Dalpiaz (psicoterapeuta): «Si basa su un modello di psicoterapia intensivo breve, della durata di tre settimane. I giocatori d’azzardo sono generalmente classificati in tre categorie: persone prive di problematiche pregresse, individui emotivamente vulnerabili e impulsivi antisociali»
Un uomo d’affari andato in pensione troppo presto che, appassionato di sport, si rifugia in un centro scommesse. Una donna insoddisfatta della sua vita sentimentale che, in cerca di nuove emozioni e stimoli, scopre il gioco d’azzardo. Un giovane iperattivo che vive al limite della legalità e, non riuscendo ad accontentarsi di trasgredire con alcol, droghe e belle donne, finisce seduto ad tavolo da gioco. Tre persone che, nonostante la diversità dei loro percorsi di vita, hanno finito per incontrarsi sulle colline toscane, nei pressi di Siena. È qui che sorge Orthos, una comunità che, dal 2007, accoglie coloro che soffrono per il disturbo da gioco d’azzardo.
«Il programma Orthos – spiega Claudio Dalpiaz, psicologo, psicoterapeuta, responsabile area sud del progetto – è un modello di psicoterapia intensivo della durata di tre settimane, alternativo ai classici interventi residenziali che prevedono una permanenza di 6-12 mesi ed oltre. Gli ospiti del progetto vengono calati in una dimensione naturalistica, lontana da centri abitati, che ben si sposa con la tipologia di attività proposte. Pure l’utilizzo degli smartphone è limitato a due brevi momenti della giornata per consentire il contatto con le persone care. Anche i familiari sono coinvolti nel percorso: hanno la possibilità di partecipare ad incontri di gruppo e colloqui per acquisire gli strumenti necessari a sostenere la persona dipendente dal gioco d’azzardo quando tornerà alla vita di tutti i giorni».
Dalla sua inaugurazione ad oggi Orthos ha accolto quasi 500 persone, suddivise in gruppi di dieci. «Sono principalmente gli uomini a sviluppare una dipendenza da gioco d’azzardo – aggiunge lo psicoterapeuta – anche se negli ultimi tempi c’è stato un aumento del fenomeno anche tra le donne. Nonostante ciò, l’affluenza al femminile è rimasta comunque più contenuta rispetto a quella maschile, poiché le signore sono, in genere, più reticenti ad esternare ed accettare questa particolare tipologia di disagio».

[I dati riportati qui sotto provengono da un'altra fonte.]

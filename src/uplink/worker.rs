use log::{debug, info, warn};
use std::collections::VecDeque;
use std::sync::mpsc::{Receiver, RecvTimeoutError, Sender, TryRecvError};
use std::sync::{Arc, Mutex, PoisonError};
use std::thread;
use std::time::{Duration, Instant};

use super::backoff::Backoff;
use super::codec;
use super::record::UplinkRecord;
use super::spool::{Spool, SpoolEntry, SpoolReason};
use super::transport::{classify, Delivery, Transport, UplinkRequest};
use super::{UplinkEvent, UplinkSummary};
use crate::aggregate::CrowdSnapshot;
use crate::config::UplinkSettings;

/// Shutdown deadline shared by the client and its worker.
///
/// The client arms it before closing the channel, so the grace period runs from the
/// moment shutdown is requested rather than from when the worker notices.
#[derive(Clone, Debug, Default)]
pub(crate) struct FlushDeadline(Arc<Mutex<Option<Instant>>>);

impl FlushDeadline {
    /// Set the deadline to `now + grace` unless already set. Returns the deadline in force.
    pub(crate) fn arm(&self, grace: Duration) -> Instant {
        let mut slot = self.0.lock().unwrap_or_else(PoisonError::into_inner);
        *slot.get_or_insert_with(|| Instant::now() + grace)
    }

    pub(crate) fn get(&self) -> Option<Instant> {
        *self.0.lock().unwrap_or_else(PoisonError::into_inner)
    }
}

/// Owns the pending queue. One record is in flight at a time, always the oldest.
pub(crate) struct Worker {
    settings: UplinkSettings,
    device_id: String,
    transport: Box<dyn Transport>,
    spool: Box<dyn Spool>,
    observer: Option<Sender<UplinkEvent>>,
    pending: VecDeque<UplinkRecord>,
    summary: UplinkSummary,
    backoff: Backoff,
    flush: FlushDeadline,
}

impl Worker {
    pub(crate) fn new(
        settings: UplinkSettings,
        device_id: String,
        transport: Box<dyn Transport>,
        spool: Box<dyn Spool>,
        observer: Option<Sender<UplinkEvent>>,
        flush: FlushDeadline,
    ) -> Self {
        let backoff = Backoff::from_settings(&settings);
        Self {
            settings,
            device_id,
            transport,
            spool,
            observer,
            pending: VecDeque::new(),
            summary: UplinkSummary::default(),
            backoff,
            flush,
        }
    }

    /// Runs until the sending side is dropped and the queue is flushed or the flush
    /// grace has passed.
    pub(crate) fn run(mut self, rx: Receiver<CrowdSnapshot>) -> (UplinkSummary, Box<dyn Spool>) {
        let mut deadline: Option<Instant> = None;

        loop {
            if deadline.is_none() {
                self.receive(&rx, &mut deadline);
            }

            if let Some(limit) = deadline {
                if self.pending.is_empty() {
                    break;
                }
                let now = Instant::now();
                if now >= limit {
                    let left = self.pending.len();
                    warn!(
                        "uplink: flush grace expired with {} record(s) pending; spooling",
                        left
                    );
                    self.spool_all(SpoolReason::Shutdown);
                    break;
                }
                let due = self
                    .pending
                    .front()
                    .and_then(|head| head.next_retry_at())
                    .unwrap_or(now);
                if due > now {
                    thread::sleep(due.min(limit) - now);
                    continue;
                }
            }

            self.attempt_head();
        }

        match self.spool.len() {
            Ok(len) => self.summary.spool_len = len,
            Err(err) => warn!("uplink: could not read spool size: {:#}", err),
        }
        info!(
            "uplink: stopped (submitted={}, delivered={}, spooled={}, evicted={})",
            self.summary.submitted,
            self.summary.delivered,
            self.summary.spooled,
            self.summary.spool_evicted
        );
        (self.summary, self.spool)
    }

    fn receive(&mut self, rx: &Receiver<CrowdSnapshot>, deadline: &mut Option<Instant>) {
        let received = match self.pending.front() {
            None => rx.recv().ok(),
            Some(head) => {
                let wait = head
                    .next_retry_at()
                    .map(|at| at.saturating_duration_since(Instant::now()))
                    .unwrap_or(Duration::ZERO);
                if wait.is_zero() {
                    match rx.try_recv() {
                        Ok(snapshot) => Some(snapshot),
                        Err(TryRecvError::Empty) => return,
                        Err(TryRecvError::Disconnected) => None,
                    }
                } else {
                    match rx.recv_timeout(wait) {
                        Ok(snapshot) => Some(snapshot),
                        Err(RecvTimeoutError::Timeout) => return,
                        Err(RecvTimeoutError::Disconnected) => None,
                    }
                }
            }
        };

        let Some(snapshot) = received else {
            self.begin_flush(deadline);
            return;
        };
        self.enqueue(snapshot);

        loop {
            match rx.try_recv() {
                Ok(snapshot) => self.enqueue(snapshot),
                Err(TryRecvError::Empty) => return,
                Err(TryRecvError::Disconnected) => {
                    self.begin_flush(deadline);
                    return;
                }
            }
        }
    }

    fn begin_flush(&self, deadline: &mut Option<Instant>) {
        if !self.pending.is_empty() {
            info!(
                "uplink: flushing {} pending record(s) within {:?}",
                self.pending.len(),
                self.settings.flush_grace
            );
        }
        *deadline = Some(self.flush.arm(self.settings.flush_grace));
    }

    fn enqueue(&mut self, snapshot: CrowdSnapshot) {
        self.summary.submitted += 1;
        let payload = match codec::encode(&snapshot, self.settings.compression_enabled) {
            Ok(payload) => payload,
            Err(err) => {
                warn!(
                    "uplink: dropping snapshot seq={} that failed to encode: {:#}",
                    snapshot.seq, err
                );
                return;
            }
        };

        while self.pending.len() >= self.settings.queue_capacity.max(1) {
            if let Some(oldest) = self.pending.pop_front() {
                self.spool_record(oldest, SpoolReason::Overflow, None);
            }
        }
        self.pending.push_back(UplinkRecord::new(snapshot, payload));
    }

    fn attempt_head(&mut self) {
        let now = Instant::now();
        let Some(head) = self.pending.front_mut() else {
            return;
        };
        if !head.is_due(now) {
            return;
        }
        // Once shutdown is requested an attempt may only use what is left of the grace.
        let timeout = self
            .flush
            .get()
            .map(|limit| limit.saturating_duration_since(now));
        if timeout.is_some_and(|left| left.is_zero()) {
            return;
        }

        let attempt = head.begin_attempt();
        if attempt > 1 {
            self.summary.retries += 1;
        }
        let request = UplinkRequest {
            body: &head.payload.body,
            encoding: head.payload.encoding,
            device_id: &self.device_id,
            attempt,
            timeout,
        };
        let outcome = classify(&self.transport.post(&request));
        let seq = head.snapshot.seq;

        match outcome {
            Delivery::Delivered => {
                head.mark_delivered();
                self.pending.pop_front();
                self.summary.delivered += 1;
                debug!("uplink: seq={} delivered on attempt {}", seq, attempt);
                self.emit(UplinkEvent::Delivered {
                    seq,
                    attempts: attempt,
                });
            }
            Delivery::Retry(error) if attempt >= self.settings.max_uplink_retries => {
                warn!(
                    "uplink: seq={} failed {} time(s), giving up: {}",
                    seq, attempt, error
                );
                if let Some(record) = self.pending.pop_front() {
                    self.spool_record(record, SpoolReason::Exhausted, Some(error));
                }
            }
            Delivery::Retry(error) => {
                let delay = self.backoff.delay(attempt);
                debug!(
                    "uplink: seq={} attempt {} failed ({}); retry in {:?}",
                    seq, attempt, error, delay
                );
                head.schedule_retry(Instant::now() + delay, error);
            }
            Delivery::Rejected(error) => {
                warn!("uplink: seq={} rejected by server: {}", seq, error);
                if let Some(record) = self.pending.pop_front() {
                    self.spool_record(record, SpoolReason::Rejected, Some(error));
                }
            }
        }
    }

    fn spool_all(&mut self, reason: SpoolReason) {
        while let Some(record) = self.pending.pop_front() {
            self.spool_record(record, reason, None);
        }
    }

    fn spool_record(&mut self, mut record: UplinkRecord, reason: SpoolReason, error: Option<String>) {
        record.mark_spooled(reason, error);
        let seq = record.snapshot.seq;
        let attempts = record.attempts();
        let entry = SpoolEntry {
            seq,
            source_id: record.snapshot.source_id.clone(),
            attempts,
            reason,
            spooled_at_ms: crate::now_ms(),
            last_error: record.last_error().map(str::to_string),
            encoding: record.payload.encoding,
            payload: record.payload.body,
        };

        match self.spool.push(entry) {
            Ok(evicted) => {
                self.summary.spooled += 1;
                if evicted > 0 {
                    self.summary.spool_evicted += evicted as u64;
                    warn!("uplink: spool full, evicted {} oldest entr(ies)", evicted);
                    self.emit(UplinkEvent::SpoolEvicted {
                        count: evicted as u64,
                    });
                }
                self.emit(UplinkEvent::Spooled {
                    seq,
                    attempts,
                    reason,
                });
            }
            Err(err) => warn!("uplink: failed to spool seq={}: {:#}", seq, err),
        }
    }

    fn emit(&self, event: UplinkEvent) {
        if let Some(observer) = &self.observer {
            let _ = observer.send(event);
        }
    }
}
impl EdgeConfig {
    /// Load from the file named by `CROWDWATCH_CONFIG` (if any), then the environment.
    pub fn load() -> Result<Self> {
        let config_path = std::env::var("CROWDWATCH_CONFIG").ok();
        Self::load_from(config_path.as_deref().map(Path::new))
    }

    /// Load from an explicit file (if any), then the environment.
    pub fn load_from(path: Option<&Path>) -> Result<Self> {
        let mut file_cfg = match path {
            Some(path) => read_config_file(path)?,
            None => EdgeConfigFile::default(),
        };
        // Edge mode picks the defaults below, so it has to be settled first.
        if let Some(edge_mode) = env_bool("CROWDWATCH_EDGE_MODE")? {
            file_cfg.edge_mode = Some(edge_mode);
        }
        let mut cfg = Self::from_file(file_cfg);
        cfg.apply_env()?;
        cfg.validate()?;
        Ok(cfg)
    }

    fn from_file(file: EdgeConfigFile) -> Self {
        let edge_mode = file.edge_mode.unwrap_or(DEFAULT_EDGE_MODE);
        let source = file.source.unwrap_or_default();
        let model = file.model.unwrap_or_default();
        let schedule = file.schedule.unwrap_or_default();
        let aggregate = file.aggregate.unwrap_or_default();
        let uplink = file.uplink.unwrap_or_default();

        let (default_skip, default_budget) = if edge_mode {
            (EDGE_FRAME_SKIP, EDGE_CORE_BUDGET)
        } else {
            (FULL_FRAME_SKIP, available_cores())
        };

        Self {
            edge_mode,
            device_id: file
                .device_id
                .unwrap_or_else(|| DEFAULT_DEVICE_ID.to_string()),
            source: SourceSettings {
                spec: source.spec.unwrap_or_else(|| DEFAULT_SOURCE.to_string()),
                target_fps: source.target_fps.unwrap_or(DEFAULT_TARGET_FPS),
                width: source.width.unwrap_or(DEFAULT_FRAME_WIDTH),
                height: source.height.unwrap_or(DEFAULT_FRAME_HEIGHT),
                reconnect_attempts: source
                    .reconnect_attempts
                    .unwrap_or(DEFAULT_RECONNECT_ATTEMPTS),
                reconnect_base: Duration::from_millis(
                    source.reconnect_base_ms.unwrap_or(DEFAULT_RECONNECT_BASE_MS),
                ),
                reconnect_max: Duration::from_millis(
                    source.reconnect_max_ms.unwrap_or(DEFAULT_RECONNECT_MAX_MS),
                ),
                read_timeout: Duration::from_millis(
                    source.read_timeout_ms.unwrap_or(DEFAULT_READ_TIMEOUT_MS),
                ),
            },
            model: ModelSettings {
                path: model.path.unwrap_or_else(|| DEFAULT_MODEL.to_string()),
                input_width: model.input_width.unwrap_or(DEFAULT_MODEL_INPUT),
                input_height: model.input_height.unwrap_or(DEFAULT_MODEL_INPUT),
                person_class_id: model.person_class_id.unwrap_or(DEFAULT_PERSON_CLASS_ID),
            },
            schedule: ScheduleSettings {
                frame_skip_interval: schedule.frame_skip_interval.unwrap_or(default_skip),
                cpu_core_budget: schedule.cpu_core_budget.unwrap_or(default_budget),
            },
            aggregate: AggregateSettings {
                person_confidence_threshold: aggregate
                    .person_confidence_threshold
                    .unwrap_or(DEFAULT_PERSON_THRESHOLD),
                density_medium_threshold: aggregate
                    .density_medium_threshold
                    .unwrap_or(DEFAULT_DENSITY_MEDIUM),
                density_high_threshold: aggregate
                    .density_high_threshold
                    .unwrap_or(DEFAULT_DENSITY_HIGH),
                trend_window_size: aggregate.trend_window_size.unwrap_or(DEFAULT_TREND_WINDOW),
                trend_epsilon: aggregate.trend_epsilon.unwrap_or(DEFAULT_TREND_EPSILON),
                anomaly_threshold: aggregate
                    .anomaly_threshold
                    .unwrap_or(DEFAULT_ANOMALY_THRESHOLD),
                include_detections: aggregate.include_detections.unwrap_or(true),
            },
            uplink: UplinkSettings {
                server_url: uplink
                    .server_url
                    .unwrap_or_else(|| DEFAULT_SERVER_URL.to_string()),
                health_url: uplink.health_url,
                compression_enabled: uplink.compression_enabled.unwrap_or(true),
                max_uplink_retries: uplink.max_uplink_retries.unwrap_or(DEFAULT_MAX_RETRIES),
                uplink_spool_capacity: uplink
                    .uplink_spool_capacity
                    .unwrap_or(DEFAULT_SPOOL_CAPACITY),
                spool_path: spool_location(
                    uplink
                        .spool_path
                        .unwrap_or_else(|| PathBuf::from(DEFAULT_SPOOL_PATH)),
                ),
                queue_capacity: uplink.queue_capacity.unwrap_or(DEFAULT_QUEUE_CAPACITY),
                request_timeout: Duration::from_millis(
                    uplink
                        .request_timeout_ms
                        .unwrap_or(DEFAULT_REQUEST_TIMEOUT_MS),
                ),
                backoff_base: Duration::from_millis(
                    uplink.backoff_base_ms.unwrap_or(DEFAULT_BACKOFF_BASE_MS),
                ),
                backoff_max: Duration::from_millis(
                    uplink.backoff_max_ms.unwrap_or(DEFAULT_BACKOFF_MAX_MS),
                ),
                backoff_jitter: uplink.backoff_jitter.unwrap_or(true),
                flush_grace: Duration::from_millis(
                    uplink.flush_grace_ms.unwrap_or(DEFAULT_FLUSH_GRACE_MS),
                ),
            },
        }
    }

    fn apply_env(&mut self) -> Result<()> {
        if let Ok(source) = std::env::var("CROWDWATCH_SOURCE") {
            if !source.trim().is_empty() {
                self.source.spec = source;
            }
        }
        if let Ok(device_id) = std::env::var("CROWDWATCH_DEVICE_ID") {
            if !device_id.trim().is_empty() {
                self.device_id = device_id;
            }
        }
        if let Ok(model) = std::env::var("CROWDWATCH_MODEL") {
            if !model.trim().is_empty() {
                self.model.path = model;
            }
        }
        if let Ok(url) = std::env::var("CROWDWATCH_SERVER_URL") {
            if !url.trim().is_empty() {
                self.uplink.server_url = url;
            }
        }
        if let Ok(path) = std::env::var("CROWDWATCH_SPOOL_PATH") {
            self.uplink.spool_path = spool_location(PathBuf::from(path.trim()));
        }
        if let Ok(skip) = std::env::var("CROWDWATCH_FRAME_SKIP") {
            self.schedule.frame_skip_interval = skip.trim().parse().map_err(|_| {
                FatalError::config("CROWDWATCH_FRAME_SKIP must be a positive integer")
            })?;
        }
        if let Ok(budget) = std::env::var("CROWDWATCH_CORE_BUDGET") {
            self.schedule.cpu_core_budget = budget.trim().parse().map_err(|_| {
                FatalError::config("CROWDWATCH_CORE_BUDGET must be a positive integer")
            })?;
        }
        if let Some(enabled) = env_bool("CROWDWATCH_COMPRESSION")? {
            self.uplink.compression_enabled = enabled;
        }
        Ok(())
    }

    fn validate(&mut self) -> Result<()> {
        self.device_id = self.device_id.trim().to_string();
        if self.device_id.is_empty() {
            return Err(FatalError::config("device_id must not be empty").into());
        }
        if self.source.spec.trim().is_empty() {
            return Err(FatalError::config("source spec must not be empty").into());
        }
        if self.schedule.frame_skip_interval == 0 {
            return Err(FatalError::config("frame_skip_interval must be >= 1").into());
        }
        if self.schedule.cpu_core_budget == 0 {
            return Err(FatalError::config("cpu_core_budget must be >= 1").into());
        }

        let agg = &self.aggregate;
        if !(0.0..=1.0).contains(&agg.person_confidence_threshold) {
            return Err(FatalError::config(format!(
                "person_confidence_threshold must be within [0, 1], got {}",
                agg.person_confidence_threshold
            ))
            .into());
        }
        if agg.density_medium_threshold > agg.density_high_threshold {
            return Err(FatalError::config(format!(
                "density_medium_threshold ({}) must not exceed density_high_threshold ({})",
                agg.density_medium_threshold, agg.density_high_threshold
            ))
            .into());
        }
        if agg.trend_window_size == 0 {
            return Err(FatalError::config("trend_window_size must be >= 1").into());
        }
        if !(0.0..1.0).contains(&agg.trend_epsilon) {
            return Err(FatalError::config("trend_epsilon must be within [0, 1)").into());
        }

        let up = &self.uplink;
        if up.max_uplink_retries == 0 {
            return Err(FatalError::config("max_uplink_retries must be >= 1").into());
        }
        if up.uplink_spool_capacity == 0 {
            return Err(FatalError::config("uplink_spool_capacity must be >= 1").into());
        }
        if up.queue_capacity == 0 {
            return Err(FatalError::config("uplink queue_capacity must be >= 1").into());
        }
        if up.backoff_base > up.backoff_max {
            return Err(FatalError::config("backoff_base_ms must not exceed backoff_max_ms").into());
        }
        validate_http_url("server_url", &up.server_url)?;
        if let Some(health_url) = &up.health_url {
            validate_http_url("health_url", health_url)?;
        }
        Ok(())
    }
}

fn validate_http_url(field: &str, value: &str) -> Result<()> {
    let parsed = url::Url::parse(value)
        .map_err(|e| FatalError::config(format!("invalid {} '{}': {}", field, value, e)))?;
    match parsed.scheme() {
        "http" | "https" => Ok(()),
        other => Err(FatalError::config(format!(
            "{} must use http or https, got '{}'",
            field, other
        ))
        .into()),
    }
}

fn read_config_file(path: &Path) -> Result<EdgeConfigFile> {
    let raw = std::fs::read_to_string(path).map_err(|e| {
        FatalError::config(format!(
            "failed to read config file {}: {}",
            path.display(),
            e
        ))
    })?;
    let is_toml = path
        .extension()
        .and_then(|ext| ext.to_str())
        .is_some_and(|ext| ext.eq_ignore_ascii_case("toml"));
    let parsed = if is_toml {
        toml::from_str(&raw).map_err(|e| anyhow!("{}", e))
    } else {
        serde_json::from_str(&raw).map_err(|e| anyhow!("{}", e))
    };
    parsed.map_err(|e| {
        FatalError::config(format!("invalid config file {}: {}", path.display(), e)).into()
    })
}

/// An empty path opts out of the on-disk spool.
fn spool_location(path: PathBuf) -> Option<PathBuf> {
    (!path.as_os_str().is_empty()).then_some(path)
}

fn env_bool(key: &str) -> Result<Option<bool>> {
    let Ok(value) = std::env::var(key) else {
        return Ok(None);
    };
    match value.trim().to_ascii_lowercase().as_str() {
        "" => Ok(None),
        "1" | "true" | "yes" | "on" => Ok(Some(true)),
        "0" | "false" | "no" | "off" => Ok(Some(false)),
        _ => Err(FatalError::config(format!("{} must be a boolean, got '{}'", key, value)).into()),
    }
}

fn available_cores() -> usize {
    std::thread::available_parallelism()
        .map(|n| n.get())
        .unwrap_or(1)
}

I giocatori d’azzardo sono generalmente classificati in tre differenti categorie: «Ci sono coloro che, pur avendo una vita serena, in assenza di problemi e disturbi psicologici pregressi, finiscono nella rete del gioco d’azzardo per semplice abituazione e condizionamento – commenta Dalpiaz -. Si tratta di un gruppo assai esteso in Italia, poiché nel nostro Paese esiste una diffusione capillare del gioco d’azzardo: dai gratta e vinci acquistabili in tabacchi e supermercati alle sale giochi dislocate nei punti più disparati anche di una stessa città». È questo il caso dell’uomo d’affari pensionato rifugiato nel centro scommesse per trascorre il suo tempo libero che sembra scorrere troppo lento.
«Poi – sottolinea lo psicologo – esiste un secondo gruppo. Si tratta di quegli individui definiti emotivamente vulnerabili che presentano tratti o un disturbo vero e proprio di ansia, depressivo o dell’umore. Ancora, una malattia somatica, problemi familiari o sentimentali. Sono persone portatrici di un dolore, una sofferenza, una fragilità che mettono in atto, attraverso il gioco, una forma di evitamento, di distrazione». È qui che si colloca la donna delusa dalla sua storia d’amore.
«Infine – dice Dalpiaz – esiste un terzo gruppo, più ridotto, rappresentato dagli impulsivi antisociali che spesso si ritrovano anche ad avere problemi con la legge». Giovani che dipendono non solo dal gioco, ma pure da alcol e droga. «Di solito solo le persone classificabili nel primo e secondo gruppo ad accedere al nostro centro riabilitativo», aggiunge l’esperto.
Il percorso, ovviamente, non si esaurisce totalmente al termine delle tre settimane. «Nel corso dell’anno – spiega il responsabile area sud del progetto – sono previsti degli incontri prima più ravvicinati, poi maggiormente distanziati nel tempo (a 3 mesi, 6 mesi ed un anno) per verificare che non ci siano state ricadute o che, laddove fossero capitate, siano state ben gestite».
Non rinunciare al follow-up è fondamentale, poiché «dalla valutazione globale si evidenzia un miglioramento netto, complessivo, delle condizioni di vita delle persone che hanno frequentato il programma e che – conclude Dalpiaz – hanno regolarmente seguito gli incontri di verifica».